* [Stored data entries]:
*** Block opens ***
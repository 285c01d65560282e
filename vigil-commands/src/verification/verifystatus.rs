use poise::serenity_prelude as serenity;

use crate::CommandMeta;
use crate::gateway::SerenityGateway;
use crate::replies::{guild_only_message, require_permission};
use crate::verification::embeds::status_embed;
use crate::verification::report_verification_error;
use vigil_core::verification::Verifier;
use vigil_core::{Context, Error};

pub const META: CommandMeta = CommandMeta {
    name: "verifystatus",
    desc: "Show whether a member is verified and when.",
    category: "verification",
    usage: "/verifystatus <user>",
};

#[poise::command(
    slash_command,
    category = "Verification",
    default_member_permissions = "MODERATE_MEMBERS"
)]
pub async fn verifystatus(
    ctx: Context<'_>,
    #[description = "The user to look up"] user: serenity::User,
) -> Result<(), Error> {
    let Some(guild_id) = ctx.guild_id() else {
        ctx.say(guild_only_message()).await?;
        return Ok(());
    };

    if !require_permission(ctx, guild_id, serenity::Permissions::MODERATE_MEMBERS).await? {
        return Ok(());
    }

    let data = ctx.data();
    let gateway = SerenityGateway::from_context(ctx);
    let verifier = Verifier::new(data.store.as_ref(), &gateway, &data.settings);

    match verifier.status(guild_id, user.id).await {
        Ok(status) => {
            let display_name = user.global_name.clone().unwrap_or_else(|| user.name.clone());
            ctx.send(
                poise::CreateReply::default()
                    .embed(status_embed(&display_name, &status))
                    .ephemeral(true),
            )
            .await?;
            Ok(())
        }
        Err(source) => report_verification_error(ctx, source).await,
    }
}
*** Block closes ***
Filter the records above down to the lines that hold the string "category".

    category: "verification",
    category = "Verification",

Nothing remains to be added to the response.